For model optimization, we utilized the Adam optimizer, known for its adaptive LR capabilities and efficiency in training deep neural networks. To examine the effect of LR on model performance, three different LRs were tested: 0.1, 0.01, and 0.001. The model was trained over 200 epochs with a batch size of 63, which was selected to balance convergence stability and computational efficiency. In addition to model training, we also explored the impact of temporal segmentation strategies on classification performance. Specifically, we evaluated the model using both overlapping and non-overlapping time window segments of 10 s, 20 s, and 30 s. This segmentation was applied to the time-series input data to investigate how different windowing strategies affect the model’s ability to capture temporal patterns associated with cognitive load. The results for the overlapping segmentation evaluations are presented in Table 4, while the results for the non-overlapping segmentation are detailed in Table 5.

The evaluation results based on overlapping window segments reveal that a window size of 30 s, in combination with an LR of 0.001, yields the highest classification performance, achieving an accuracy of 100%. This suggests that longer overlapping windows allow the EEGNet model to capture more stable and comprehensive patterns of neural activity associated with cognitive load, leading to near-perfect model performance.

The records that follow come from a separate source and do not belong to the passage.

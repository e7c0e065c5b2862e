// src/links/filter.rs
// =============================================================================
// This module decides whether a resolved link may be queued for a visit.
//
// A link is rejected when:
// - it is empty (normalization failed)
// - it has already been visited during this crawl
// - it contains any blacklisted substring
// - it is not a syntactically valid absolute URL
//
// The checks are independent; the cheap ones run first.
// =============================================================================

use std::collections::HashSet;
use url::Url;

// A read-only view over the crawler's visited set and the configured blacklist
pub struct LinkFilter<'a> {
    visited: &'a HashSet<String>,
    blacklist: &'a [String],
}

impl<'a> LinkFilter<'a> {
    pub fn new(visited: &'a HashSet<String>, blacklist: &'a [String]) -> Self {
        Self { visited, blacklist }
    }

    // Returns true if `link` is eligible to enqueue
    pub fn accept(&self, link: &str) -> bool {
        if link.is_empty() || self.visited.contains(link) {
            return false;
        }

        // Plain substring containment, not pattern matching
        if self.blacklist.iter().any(|blocked| link.contains(blocked.as_str())) {
            return false;
        }

        Url::parse(link).is_ok()
    }
}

The overlapping approach benefits from the redundancy introduced by the windowing technique, which may help in smoothing out transient noise and enhancing the temporal context for the model. In contrast, for the non-overlapping segmentation, the highest accuracy of 97% is also achieved using an LR of 0.001, but in this case, the best performance is observed with a shorter window size of 10 s. Unlike the overlapping scenario, increasing the window size in the non-overlapping setup does not necessarily improve performance. This may be due to the fact that longer non-overlapping segments could introduce greater variability between segments or result in fewer training samples, thereby reducing the model’s generalizability. These findings demonstrate that while the LR of 0.001 consistently yields the best performance across both segmentation strategies, the optimal window size appears to be context dependent. Specifically, overlapping windows benefit more from longer durations, likely due to richer temporal information and redundancy, whereas non-overlapping windows may perform better at shorter durations, which offer more training samples and better granularity. Therefore, the highest classification performance is not solely determined by window size but rather by the interaction between the segmentation strategy and the temporal resolution used in pre-processing.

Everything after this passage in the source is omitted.